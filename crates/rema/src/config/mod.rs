use crate::inventory::catalog::DEFAULT_FACET_TTL;
use crate::inventory::query::{DEFAULT_PAGE_SIZE, MAX_PAGE_SIZE};
use crate::valuation::classifier::DEFAULT_THRESHOLD_PCT;
use std::env;
use std::fmt;
use std::net::{IpAddr, SocketAddr};
use std::path::PathBuf;
use std::str::FromStr;
use std::time::Duration;

/// Distinguishes runtime behavior for different stages of the service.
#[derive(Debug, Clone, Copy, PartialEq, Eq)]
pub enum AppEnvironment {
    Development,
    Test,
    Production,
}

impl AppEnvironment {
    fn from_str(value: &str) -> Self {
        match value.trim().to_ascii_lowercase().as_str() {
            "prod" | "production" => Self::Production,
            "test" | "ci" => Self::Test,
            _ => Self::Development,
        }
    }
}

/// Top-level configuration for the application.
#[derive(Debug, Clone)]
pub struct AppConfig {
    pub environment: AppEnvironment,
    pub server: ServerConfig,
    pub telemetry: TelemetryConfig,
    pub valuation: ValuationConfig,
    pub inventory: InventoryConfig,
}

impl AppConfig {
    pub fn load() -> Result<Self, ConfigError> {
        dotenvy::dotenv().ok();

        let environment = AppEnvironment::from_str(
            &env::var("APP_ENV").unwrap_or_else(|_| "development".to_string()),
        );

        let host = env::var("APP_HOST").unwrap_or_else(|_| "127.0.0.1".to_string());
        let port = env::var("APP_PORT")
            .unwrap_or_else(|_| "3000".to_string())
            .parse::<u16>()
            .map_err(|_| ConfigError::InvalidPort)?;

        let log_level = env::var("APP_LOG_LEVEL").unwrap_or_else(|_| "info".to_string());

        let model_path = env::var("REMA_MODEL_PATH")
            .map(PathBuf::from)
            .unwrap_or_else(|_| default_model_path());
        let threshold_pct: f64 = parse_var("REMA_VALUATION_THRESHOLD_PCT", DEFAULT_THRESHOLD_PCT)?;
        if !threshold_pct.is_finite() || threshold_pct <= 0.0 {
            return Err(ConfigError::InvalidNumber {
                key: "REMA_VALUATION_THRESHOLD_PCT",
                value: threshold_pct.to_string(),
            });
        }

        let data_path = env::var("REMA_INVENTORY_PATH")
            .map(PathBuf::from)
            .unwrap_or_else(|_| default_inventory_path());
        let currency = env::var("REMA_CURRENCY")
            .map(|value| value.trim().to_ascii_uppercase())
            .unwrap_or_else(|_| "JOD".to_string());
        let default_page_size: usize = parse_var("REMA_DEFAULT_PAGE_SIZE", DEFAULT_PAGE_SIZE)?;
        let max_page_size: usize = parse_var("REMA_MAX_PAGE_SIZE", MAX_PAGE_SIZE)?;
        if default_page_size == 0 || default_page_size > max_page_size {
            return Err(ConfigError::InvalidNumber {
                key: "REMA_DEFAULT_PAGE_SIZE",
                value: default_page_size.to_string(),
            });
        }
        let facet_cache_ttl_secs: u64 =
            parse_var("REMA_FACET_CACHE_TTL_SECS", DEFAULT_FACET_TTL.as_secs())?;

        Ok(Self {
            environment,
            server: ServerConfig { host, port },
            telemetry: TelemetryConfig { log_level },
            valuation: ValuationConfig {
                model_path,
                threshold_pct,
            },
            inventory: InventoryConfig {
                data_path,
                currency,
                default_page_size,
                max_page_size,
                facet_cache_ttl: Duration::from_secs(facet_cache_ttl_secs),
            },
        })
    }
}

fn parse_var<T: FromStr>(key: &'static str, default: T) -> Result<T, ConfigError> {
    match env::var(key) {
        Ok(raw) => raw
            .trim()
            .parse::<T>()
            .map_err(|_| ConfigError::InvalidNumber { key, value: raw }),
        Err(_) => Ok(default),
    }
}

/// Location of the hedonic model artifact shipped with the crate.
pub fn default_model_path() -> PathBuf {
    PathBuf::from(concat!(env!("CARGO_MANIFEST_DIR"), "/assets/hedonic_model.json"))
}

/// Location of the sample inventory shipped with the crate.
pub fn default_inventory_path() -> PathBuf {
    PathBuf::from(concat!(env!("CARGO_MANIFEST_DIR"), "/assets/sample_inventory.csv"))
}

/// Settings controlling the HTTP server binding.
#[derive(Debug, Clone)]
pub struct ServerConfig {
    pub host: String,
    pub port: u16,
}

impl ServerConfig {
    pub fn socket_addr(&self) -> Result<SocketAddr, ConfigError> {
        if self.host.eq_ignore_ascii_case("localhost") {
            return Ok(SocketAddr::new(IpAddr::from([127, 0, 0, 1]), self.port));
        }

        let ip: IpAddr = self
            .host
            .parse()
            .map_err(|source| ConfigError::InvalidHost { source })?;

        Ok(SocketAddr::new(ip, self.port))
    }
}

/// Tracing and metrics controls.
#[derive(Debug, Clone)]
pub struct TelemetryConfig {
    pub log_level: String,
}

/// Model artifact location and the single valuation band threshold.
#[derive(Debug, Clone)]
pub struct ValuationConfig {
    pub model_path: PathBuf,
    pub threshold_pct: f64,
}

/// Inventory source and query limits.
#[derive(Debug, Clone)]
pub struct InventoryConfig {
    pub data_path: PathBuf,
    pub currency: String,
    pub default_page_size: usize,
    pub max_page_size: usize,
    pub facet_cache_ttl: Duration,
}

#[derive(Debug)]
pub enum ConfigError {
    InvalidPort,
    InvalidHost { source: std::net::AddrParseError },
    InvalidNumber { key: &'static str, value: String },
}

impl fmt::Display for ConfigError {
    fn fmt(&self, f: &mut fmt::Formatter<'_>) -> fmt::Result {
        match self {
            ConfigError::InvalidPort => write!(f, "APP_PORT must be a valid u16"),
            ConfigError::InvalidHost { .. } => {
                write!(f, "APP_HOST must parse to an IPv4 or IPv6 address")
            }
            ConfigError::InvalidNumber { key, value } => {
                write!(f, "{key} has an invalid value '{value}'")
            }
        }
    }
}

impl std::error::Error for ConfigError {
    fn source(&self) -> Option<&(dyn std::error::Error + 'static)> {
        match self {
            ConfigError::InvalidPort | ConfigError::InvalidNumber { .. } => None,
            ConfigError::InvalidHost { source } => Some(source),
        }
    }
}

⁂

### [Work to be completed]
Scan the listing above for the word "SocketAddr" and copy every line that holds it.

### [Answer for this exercise]
use std::net::{IpAddr, SocketAddr};
    pub fn socket_addr(&self) -> Result<SocketAddr, ConfigError> {
            return Ok(SocketAddr::new(IpAddr::from([127, 0, 0, 1]), self.port));
        Ok(SocketAddr::new(ip, self.port))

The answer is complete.